For long minutes Bokuto is silent and obedient, making no move to interrupt past smoothing a hand through Akaashi’s hair. It takes longer than Akaashi thought it would before he begins to squirm.

“You’re fidgeting, Bokuto-san.” 

“Are you done yet?” Restless; petulant and pouting. “C’mon, I wanna kiss you. I really wanna kiss you, ’Kaashi.”

Akaashi has to swallow his own dopey laughter. He rests his chin on Bokuto’s naval. “You’ve been very patient,” he concedes, because when it comes down to it he is weak for Bokuto. He always has been, ever since they were children, more in love with volleyball than each other, though they were well on their way. Even then he would give himself to Bokuto whenever he was asked: hours and hours in the gym, practicing. Hours and hours of his time and effort and attention. He’d known then what others can’t seem to grasp even now—that between the two of them, he is the lucky one, just to have the chance to orbit the brilliance of Bokuto’s star. 
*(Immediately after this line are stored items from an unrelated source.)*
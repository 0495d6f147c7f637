use crate::error::LiveError;
use crate::wire::ToolCall;

/// Event raised by the protocol client while dispatching inbound messages.
#[derive(Debug)]
pub enum ProtocolEvent {
    SetupComplete,
    /// Decoded PCM16 payload of one partial model message
    AudioData(Vec<u8>),
    Interrupted,
    TurnComplete,
    ToolCall(ToolCall),
    Error(LiveError),
    Closed { reason: Option<String> },
}

/// Event exposed by the session controller to the surrounding application.
#[derive(Debug)]
pub enum SessionEvent {
    Connected,
    Disconnected { reason: Option<String> },
    Interrupted,
    TurnComplete,
    /// The playback stream drained (or was completed explicitly)
    PlaybackComplete,
    ToolCall(ToolCall),
    Error(LiveError),
}

/// Event raised by the playback scheduler.
#[derive(Debug, Clone, Copy, PartialEq, Eq)]
pub enum PlaybackEvent {
    Complete,
}
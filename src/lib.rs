//! interview-live - real-time voice client for the interview assistant
//!
//! Streams candidate audio to a conversational model behind a WebSocket
//! relay, plays the model's audio back gaplessly and runs the turn-taking,
//! interruption and tool-call protocol between the two.

#![forbid(unsafe_code)]

pub mod config;
pub mod error;
pub mod events;
pub mod live_client;
pub mod media_in;
pub mod media_out;
pub mod session;
pub mod transport;
pub mod wire;

pub use config::{LiveConfig, PlaybackConfig};
pub use error::{LiveError, Result};
pub use events::{PlaybackEvent, ProtocolEvent, SessionEvent};
pub use live_client::{ensure_connected, LiveClient, SessionState};
pub use session::{SessionController, SessionHandle, ToolCallHandler, ToolResponder};
pub use transport::{Connector, WsConnector};
#[cfg(test)]
mod tests {
    use super::*;
    use crate::media_out::pcm::encode_pcm16;
    use crate::media_out::sink::ManualSink;
    use std::sync::Mutex;

    const EPS: f64 = 1e-9;

    fn scheduler() -> PlaybackScheduler<ManualSink> {
        PlaybackScheduler::new(PlaybackConfig::default(), ManualSink::new())
    }

    fn chunk(samples: usize) -> Vec<u8> {
        encode_pcm16(&vec![0.25; samples])
    }

    /// Advance the sink clock deadline by deadline, firing timers, until `until`.
    fn run_until(s: &mut PlaybackScheduler<ManualSink>, until: f64, clocks: &mut Vec<f64>) {
        while let Some(deadline) = s.next_deadline() {
            if deadline > until {
                break;
            }
            s.sink_mut().advance_to(deadline);
            s.on_timer();
            clocks.push(s.scheduled_clock());
        }
        s.sink_mut().advance_to(until);
        s.on_timer();
        clocks.push(s.scheduled_clock());
    }

    #[test]
    fn test_two_chunks_play_gapless_from_initial_buffer() {
        let mut s = scheduler();
        s.add_chunk(&chunk(10_000));
        s.add_chunk(&chunk(5_000));

        let mut clocks = vec![s.scheduled_clock()];
        run_until(&mut s, 2.0, &mut clocks);

        let units = s.sink().units();
        let lens: Vec<usize> = units.iter().map(|u| u.frame.len()).collect();
        assert_eq!(lens, vec![7680, 2320, 5000]);
        assert!((units[0].start - 0.1).abs() < EPS);
        for pair in units.windows(2) {
            assert!((pair[1].start - pair[0].end()).abs() < EPS, "gap between frames");
        }
        assert!(clocks.windows(2).all(|w| w[1] >= w[0]));
    }

    #[test]
    fn test_one_chunk_of_fifteen_thousand_samples() {
        let mut s = scheduler();
        s.add_chunk(&chunk(15_000));
        let mut clocks = Vec::new();
        run_until(&mut s, 1.0, &mut clocks);

        let lens: Vec<usize> = s.sink().units().iter().map(|u| u.frame.len()).collect();
        assert_eq!(lens, vec![7680, 7320]);
        assert!((s.sink().units()[1].start - (0.1 + 0.32)).abs() < EPS);
    }

    #[test]
    fn test_schedule_ahead_window_limits_binding() {
        let mut s = scheduler();
        // 4 full frames, 1.28 s of audio
        s.add_chunk(&chunk(7680 * 4));
        // clock 0.1 < 0.2 binds the first; 0.42 is outside the window
        assert_eq!(s.sink().units().len(), 1);
        assert_eq!(s.queued_frames(), 3);
        // pre-wake 50 ms before the clock reaches the end of the bound audio
        let deadline = s.next_deadline().unwrap();
        assert!((deadline - 0.37).abs() < EPS);

        s.sink_mut().advance_to(deadline);
        s.on_timer();
        assert_eq!(s.sink().units().len(), 2);
    }

    #[test]
    fn test_frames_never_start_in_the_past() {
        let mut s = scheduler();
        s.add_chunk(&chunk(2400)); // 100 ms
        // Deliver the next chunk long after the first one ran out.
        s.sink_mut().advance(1.0);
        s.on_timer();
        s.add_chunk(&chunk(2400));
        s.sink_mut().advance(0.15);
        s.on_timer();

        let units = s.sink().units();
        assert_eq!(units.len(), 2);
        assert!(units[1].start >= 1.0 - EPS);
    }

    #[test]
    fn test_monotonic_clock_under_jitter() {
        let mut s = scheduler();
        let mut clocks = vec![s.scheduled_clock()];
        let gaps = [0.0, 0.01, 0.3, 0.05, 0.7, 0.0, 0.12, 0.4];
        for (i, gap) in gaps.iter().enumerate() {
            let target = s.sink().now() + gap;
            run_until(&mut s, target, &mut clocks);
            s.add_chunk(&chunk(1000 + i * 1700));
            clocks.push(s.scheduled_clock());
        }
        run_until(&mut s, 10.0, &mut clocks);
        assert!(clocks.windows(2).all(|w| w[1] >= w[0] - EPS));
        assert_eq!(s.queued_frames(), 0);
    }

    #[test]
    fn test_completion_fires_once_on_natural_drain() {
        let mut s = scheduler();
        s.add_chunk(&chunk(2400));
        // Arrives before the first tail has played; becomes the new tail.
        s.sink_mut().advance(0.05);
        s.on_timer();
        s.add_chunk(&chunk(2400));
        s.sink_mut().advance(0.06);
        s.on_timer();

        let mut clocks = Vec::new();
        run_until(&mut s, 2.0, &mut clocks);
        assert_eq!(s.drain_events(), vec![PlaybackEvent::Complete]);
        assert!(s.drain_events().is_empty());
    }

    #[test]
    fn test_superseded_tail_does_not_complete() {
        let mut s = scheduler();
        s.add_chunk(&chunk(2400)); // plays 0.1..0.2 and is the tail
        let first_tail = s.tail.unwrap().unit;
        s.sink_mut().advance(0.12);
        s.add_chunk(&chunk(2400));
        // The idle poll binds the new frame, which becomes the tail.
        s.on_timer();
        s.sink_mut().advance_to(0.2);
        s.on_timer();
        s.sink_mut().advance_to(0.21);
        s.on_timer();

        assert_ne!(s.tail.map(|t| t.unit), Some(first_tail));
        assert!(s.drain_events().is_empty(), "old tail must not complete the stream");
    }

    #[test]
    fn test_tail_finishing_with_queued_audio_is_dropped() {
        let mut s = scheduler();
        s.add_chunk(&chunk(2400)); // 0.1..0.2
        s.sink_mut().advance(0.05);
        // Arrives before the idle poll fires.
        s.add_chunk(&chunk(2400));
        s.sink_mut().advance_to(0.2);
        s.poll_finished();

        assert!(s.tail.is_none());
        assert!(s.drain_events().is_empty());
        assert!(s.next_deadline().is_some_and(|t| t >= 0.1));

        s.on_timer();
        assert_eq!(s.queued_frames(), 0);
        let tail = s.tail.expect("new tail recorded");
        assert!((tail.ends_at - 0.3).abs() < EPS);
    }

    #[test]
    fn test_stop_flushes_and_fades() {
        let mut s = scheduler();
        s.add_chunk(&chunk(7680 * 3));
        s.sink_mut().advance(0.15);
        s.stop();

        assert_eq!(s.queued_frames(), 0);
        assert!(!s.is_playing());
        assert!(s.is_stream_complete());
        assert!((s.scheduled_clock() - 0.15).abs() < EPS);
        assert_eq!(s.sink().gain_at(0.15), 1.0);
        assert_eq!(s.sink().gain_at(0.3), 0.0);

        // Stage replaced after the rebuild delay; new stage is full gain.
        s.sink_mut().advance_to(0.4);
        s.on_timer();
        assert_eq!(s.sink().stage_count(), 2);
        assert_eq!(s.sink().gain_at(0.4), 1.0);
    }

    #[test]
    fn test_audio_after_stop_lands_on_fresh_stage() {
        let mut s = scheduler();
        s.add_chunk(&chunk(7680));
        s.sink_mut().advance(0.15);
        s.stop();
        s.sink_mut().advance(0.02);
        s.add_chunk(&chunk(2400));

        assert_eq!(s.sink().stage_count(), 2);
        let last = s.sink().units().last().unwrap();
        assert_eq!(last.stage, 1);
        assert!((last.start - 0.27).abs() < EPS);
        assert!(s.is_playing());
    }

    #[test]
    fn test_resume_resets_clock_and_gain() {
        let mut s = scheduler();
        s.add_chunk(&chunk(7680));
        s.stop();
        s.sink_mut().advance(0.05);
        s.resume();

        assert!(!s.is_stream_complete());
        assert!((s.scheduled_clock() - 0.15).abs() < EPS);
        assert_eq!(s.sink().gain_at(0.05), 1.0);
        assert_eq!(s.sink().stage_count(), 2);
    }

    #[test]
    fn test_complete_notifies_immediately() {
        let mut s = scheduler();
        s.complete();
        assert!(s.is_stream_complete());
        assert_eq!(s.drain_events(), vec![PlaybackEvent::Complete]);
    }

    #[test]
    fn test_idle_poll_stops_after_complete() {
        let mut s = scheduler();
        s.add_chunk(&chunk(2400));
        assert!(s.idle_poll_at.is_some());
        s.complete();
        let mut clocks = Vec::new();
        run_until(&mut s, 1.0, &mut clocks);
        assert!(!s.is_playing());
        assert!(s.idle_poll_at.is_none());
        assert!(s.next_deadline().is_none());
    }

    #[test]
    fn test_taps_see_every_scheduled_frame() {
        let taps = TapRegistry::new();
        let starts = Arc::new(Mutex::new(Vec::new()));
        let seen = starts.clone();
        taps.register(
            "starts",
            Box::new(move |_: &AudioFrame, at: f64| seen.lock().unwrap().push(at)),
        );

        let mut s = PlaybackScheduler::with_taps(PlaybackConfig::default(), ManualSink::new(), taps);
        s.add_chunk(&chunk(7680 * 2));
        let mut clocks = Vec::new();
        run_until(&mut s, 1.0, &mut clocks);

        let starts = starts.lock().unwrap();
        assert_eq!(starts.len(), 2);
        assert!((starts[1] - 0.42).abs() < EPS);
    }
}
//! Microphone-side input: sources of base64 PCM chunks for the relay

pub mod wav_source;

pub use wav_source::WavFileSource;

use tokio::sync::mpsc;

use crate::error::Result;

/// A capture source the session subscribes to while it may send audio.
///
/// Chunks are raw 16-bit little-endian PCM, base64 encoded. The receiver
/// closes when the source runs dry or after `unsubscribe`.
pub trait CaptureSource: Send {
    fn subscribe(&mut self) -> Result<mpsc::Receiver<String>>;

    fn unsubscribe(&mut self);
}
How wonderful, he thinks, to be back in Bokuto’s orbit after the long nights apart. How wonderful to celebrate Bokuto’s return, and feel as though he’s the one coming home.

Akaashi glides up and smothers the stray bubbles of laughter against Bokuto’s mouth. He kisses him, and kisses him; he tastes the drawn out syllables of his own name. They taste like morning breath. They also taste like Bokuto, and that is more than worth it. 

Eventually oxygen becomes more vital than kissing Bokuto, though Akaashi puts it off for as long as he can. They take deep, slow breaths that fan across each other’s cheeks. They rest their foreheads together. Bokuto’s expression has gone soft and thoughtful.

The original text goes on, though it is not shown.